Ce soir, mes amis, je vous dirai un mot sur la pauvreté. Pour nous faire une idée juste et parfaitement théologique de la pauvreté, il faut nous rappeler le texte de saint Paul: “Vous avez été ensevelis avec lui par le baptême dans la mort” (Rm 6:4). Voilà notre pauvreté peinte sous des traits exacts. Le religieux pauvre est dans le cercueil: ce n'est plus que des ossements desséchés par rapport aux choses de la terre. Il ne veut rien, il ne possède rien. Il ne peut faire aucun acte de propriété, de possession. Il n'a que l'usage de ce que lui donne l'obéissance. Le vœu de pauvreté a été parfaitement défini par notre Saint-Père le Pape Pie IX. Je ne veux pas vous redire toute la constitution. En substance, le Pape dit que le religieux doit renoncer à toute propriété, à tout usufruit. Tous les actes faits contrairement à cela sont nuls devant le droit canonique. Le religieux peut néanmoins et doit se conformer à tous les actes prescrits par la loi civile qui ne défend pas et ne protège pas la pauvreté religieuse. Le religieux doit tester, par exemple, quoiqu’en conscience il ne possède plus rien. Il peut conserver nominativement l'usufruit; il peut faire des actes d'usufruitier, de propriétaire par‑devant la loi civile. Il n'est, en conscience, ni propriétaire ni usufruitier; il n'a ni la jouissance ni l'usage ni le maniement: il est comme un mort. Cette règle est bien claire et bien explicite. Quelles dispenses y a‑t‑il à une loi si rigoureuse? Les dispenses que donne notre Saint-Père le Pape, et elles ne sont pas nombreuses. Le supérieur de chaque congrégation confie le soin, l'administration et l'usage des biens à qui il juge bon, et le religieux agit dès lors en suite de l'obéissance et non en suite de sa volonté libre.

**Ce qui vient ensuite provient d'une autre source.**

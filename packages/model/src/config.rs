//! Per-kind configuration records.
//!
//! Every component kind has exactly one config variant, selected by the
//! same discriminant as [`ComponentKind`](crate::ComponentKind). The
//! defaults here are what a freshly added component starts with; the
//! editor merges partial updates on top of them.

use crate::component::ComponentKind;
use serde::{Deserialize, Serialize};

/// Horizontal alignment of block content.
#[derive(Debug, Clone, Copy, PartialEq, Eq, Serialize, Deserialize)]
#[serde(rename_all = "lowercase")]
pub enum Align {
    Left,
    Center,
    Right,
    Justify,
}

/// Chart rendering style.
#[derive(Debug, Clone, Copy, PartialEq, Eq, Serialize, Deserialize)]
#[serde(rename_all = "lowercase")]
pub enum ChartType {
    Bar,
    Line,
    Pie,
    Area,
}

/// Divider line style.
#[derive(Debug, Clone, Copy, PartialEq, Eq, Serialize, Deserialize)]
#[serde(rename_all = "lowercase")]
pub enum DividerStyle {
    Solid,
    Dashed,
    Dotted,
}

/// One KPI tile: label, headline value, period-over-period delta.
#[derive(Debug, Clone, PartialEq, Serialize, Deserialize)]
pub struct KpiEntry {
    pub label: String,
    pub value: String,
    pub delta: String,
}

impl KpiEntry {
    pub fn new(label: &str, value: &str, delta: &str) -> Self {
        Self {
            label: label.to_string(),
            value: value.to_string(),
            delta: delta.to_string(),
        }
    }
}

/// Kind-specific configuration, one variant per component kind.
#[derive(Debug, Clone, PartialEq, Serialize, Deserialize)]
#[serde(tag = "type", rename_all = "camelCase")]
pub enum ComponentConfig {
    Heading {
        level: u8,
        align: Align,
        font_size: u32,
        color: String,
    },
    Subheading {
        level: u8,
        align: Align,
        font_size: u32,
        color: String,
    },
    Text {
        align: Align,
        font_size: u32,
        line_height: f32,
    },
    Chart {
        chart_type: ChartType,
        title: String,
        labels: Vec<String>,
        values: Vec<f64>,
        color: String,
    },
    Table {
        headers: Vec<String>,
        rows: Vec<Vec<String>>,
        striped: bool,
        bordered: bool,
    },
    Image {
        url: String,
        width_percent: u32,
        align: Align,
        caption: String,
    },
    Code {
        language: String,
        show_line_numbers: bool,
        theme: String,
    },
    Divider {
        style: DividerStyle,
        thickness: u32,
        color: String,
    },
    Quote {
        attribution: String,
        align: Align,
    },
    List {
        ordered: bool,
        items: Vec<String>,
    },
    Section {
        title: String,
        collapsed: bool,
    },
    Columns {
        count: u32,
        gap: u32,
    },
    Coverpage {
        show_logo: bool,
        show_date: bool,
        background_color: String,
    },
    Pagebreak {},
    Toc {
        title: String,
        show_page_numbers: bool,
        depth: u8,
    },
    Kpi {
        kpis: Vec<KpiEntry>,
    },
    Sparkline {
        label: String,
        values: Vec<f64>,
        color: String,
    },
    LiveTable {
        source: String,
        refresh_seconds: u32,
        max_rows: u32,
    },
    DynamicChart {
        chart_type: ChartType,
        source: String,
        refresh_seconds: u32,
    },
    Signature {
        name: String,
        title: String,
        show_date: bool,
        show_line: bool,
    },
    Disclaimer {
        font_size: u32,
    },
    Qrcode {
        data: String,
        size: u32,
        caption: String,
    },
    Watermark {
        text: String,
        opacity: f32,
        rotation: f32,
        font_size: u32,
    },
}

impl ComponentConfig {
    /// Default config for a freshly added component of `kind`.
    pub fn default_for(kind: ComponentKind) -> Self {
        match kind {
            ComponentKind::Heading => ComponentConfig::Heading {
                level: 1,
                align: Align::Left,
                font_size: 28,
                color: "#1a1a2e".to_string(),
            },
            ComponentKind::Subheading => ComponentConfig::Subheading {
                level: 2,
                align: Align::Left,
                font_size: 20,
                color: "#1a1a2e".to_string(),
            },
            ComponentKind::Text => ComponentConfig::Text {
                align: Align::Left,
                font_size: 12,
                line_height: 1.5,
            },
            ComponentKind::Chart => ComponentConfig::Chart {
                chart_type: ChartType::Bar,
                title: "Revenue by Quarter".to_string(),
                labels: vec![
                    "Q1".to_string(),
                    "Q2".to_string(),
                    "Q3".to_string(),
                    "Q4".to_string(),
                ],
                values: vec![120.0, 135.0, 148.0, 170.0],
                color: "#4f46e5".to_string(),
            },
            ComponentKind::Table => ComponentConfig::Table {
                headers: vec![
                    "Metric".to_string(),
                    "FY23".to_string(),
                    "FY24".to_string(),
                ],
                rows: vec![
                    vec![
                        "Revenue".to_string(),
                        "$3.8M".to_string(),
                        "$4.2M".to_string(),
                    ],
                    vec![
                        "Gross Margin".to_string(),
                        "61%".to_string(),
                        "64%".to_string(),
                    ],
                ],
                striped: true,
                bordered: true,
            },
            ComponentKind::Image => ComponentConfig::Image {
                url: String::new(),
                width_percent: 100,
                align: Align::Center,
                caption: String::new(),
            },
            ComponentKind::Code => ComponentConfig::Code {
                language: "python".to_string(),
                show_line_numbers: true,
                theme: "dark".to_string(),
            },
            ComponentKind::Divider => ComponentConfig::Divider {
                style: DividerStyle::Solid,
                thickness: 1,
                color: "#d1d5db".to_string(),
            },
            ComponentKind::Quote => ComponentConfig::Quote {
                attribution: String::new(),
                align: Align::Left,
            },
            ComponentKind::List => ComponentConfig::List {
                ordered: false,
                items: vec![
                    "First item".to_string(),
                    "Second item".to_string(),
                    "Third item".to_string(),
                ],
            },
            ComponentKind::Section => ComponentConfig::Section {
                title: "New Section".to_string(),
                collapsed: false,
            },
            ComponentKind::Columns => ComponentConfig::Columns { count: 2, gap: 24 },
            ComponentKind::Coverpage => ComponentConfig::Coverpage {
                show_logo: true,
                show_date: true,
                background_color: "#ffffff".to_string(),
            },
            ComponentKind::Pagebreak => ComponentConfig::Pagebreak {},
            ComponentKind::Toc => ComponentConfig::Toc {
                title: "Table of Contents".to_string(),
                show_page_numbers: true,
                depth: 2,
            },
            ComponentKind::Kpi => ComponentConfig::Kpi {
                kpis: vec![
                    KpiEntry::new("Revenue", "$4.2M", "+12%"),
                    KpiEntry::new("Net Margin", "18.3%", "+2.1%"),
                    KpiEntry::new("Operating Costs", "$1.1M", "-4%"),
                ],
            },
            ComponentKind::Sparkline => ComponentConfig::Sparkline {
                label: "Trend".to_string(),
                values: vec![3.0, 5.0, 4.0, 7.0, 6.0, 9.0],
                color: "#16a34a".to_string(),
            },
            ComponentKind::LiveTable => ComponentConfig::LiveTable {
                source: String::new(),
                refresh_seconds: 60,
                max_rows: 10,
            },
            ComponentKind::DynamicChart => ComponentConfig::DynamicChart {
                chart_type: ChartType::Line,
                source: String::new(),
                refresh_seconds: 60,
            },
            ComponentKind::Signature => ComponentConfig::Signature {
                name: "Full Name".to_string(),
                title: "Title, Company".to_string(),
                show_date: true,
                show_line: true,
            },
            ComponentKind::Disclaimer => ComponentConfig::Disclaimer { font_size: 8 },
            ComponentKind::Qrcode => ComponentConfig::Qrcode {
                data: "https://example.com".to_string(),
                size: 96,
                caption: String::new(),
            },
            ComponentKind::Watermark => ComponentConfig::Watermark {
                text: "CONFIDENTIAL".to_string(),
                opacity: 0.1,
                rotation: -45.0,
                font_size: 72,
            },
        }
    }

    /// Kind discriminant this config belongs to.
    pub fn kind(&self) -> ComponentKind {
        match self {
            ComponentConfig::Heading { .. } => ComponentKind::Heading,
            ComponentConfig::Subheading { .. } => ComponentKind::Subheading,
            ComponentConfig::Text { .. } => ComponentKind::Text,
            ComponentConfig::Chart { .. } => ComponentKind::Chart,
            ComponentConfig::Table { .. } => ComponentKind::Table,
            ComponentConfig::Image { .. } => ComponentKind::Image,
            ComponentConfig::Code { .. } => ComponentKind::Code,
            ComponentConfig::Divider { .. } => ComponentKind::Divider,
            ComponentConfig::Quote { .. } => ComponentKind::Quote,
            ComponentConfig::List { .. } => ComponentKind::List,
            ComponentConfig::Section { .. } => ComponentKind::Section,
            ComponentConfig::Columns { .. } => ComponentKind::Columns,
            ComponentConfig::Coverpage { .. } => ComponentKind::Coverpage,
            ComponentConfig::Pagebreak {} => ComponentKind::Pagebreak,
            ComponentConfig::Toc { .. } => ComponentKind::Toc,
            ComponentConfig::Kpi { .. } => ComponentKind::Kpi,
            ComponentConfig::Sparkline { .. } => ComponentKind::Sparkline,
            ComponentConfig::LiveTable { .. } => ComponentKind::LiveTable,
            ComponentConfig::DynamicChart { .. } => ComponentKind::DynamicChart,
            ComponentConfig::Signature { .. } => ComponentKind::Signature,
            ComponentConfig::Disclaimer { .. } => ComponentKind::Disclaimer,
            ComponentConfig::Qrcode { .. } => ComponentKind::Qrcode,
            ComponentConfig::Watermark { .. } => ComponentKind::Watermark,
        }
    }
}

Voilà le vœu de pauvreté. Nous nous regardons comme morts vis‑à‑vis des biens que possède le monde. Quelle est la pratique? La pratique du vœu est de toute nécessité la pratique de la vertu de pauvreté. Et cette vertu sera celle de Notre-Seigneur, de la Sainte Vierge. Il faut que nous allions chercher là nos modèles: la pauvreté de Nazareth. Allez à Lorette; vous verrez la maison de Nazareth, vous verrez si elle est grande. Il reste une partie des ustensiles, le foyer qui servait à la Sainte Famille. C'est la simplicité, c'est la gêne de l'ouvrier très pauvre. Saint Joseph gagnait le pain de la famille à la sueur de son front. La Sainte Vierge, Notre-Seigneur mangeaient aussi le pain de leur travail. Ce ne sont pas des souvenirs pour nous, ce sont des actualités. Nous sommes de la famille de Nazareth, nous devons manger le même pain dans les mêmes conditions, il n'y a pas à sortir de là.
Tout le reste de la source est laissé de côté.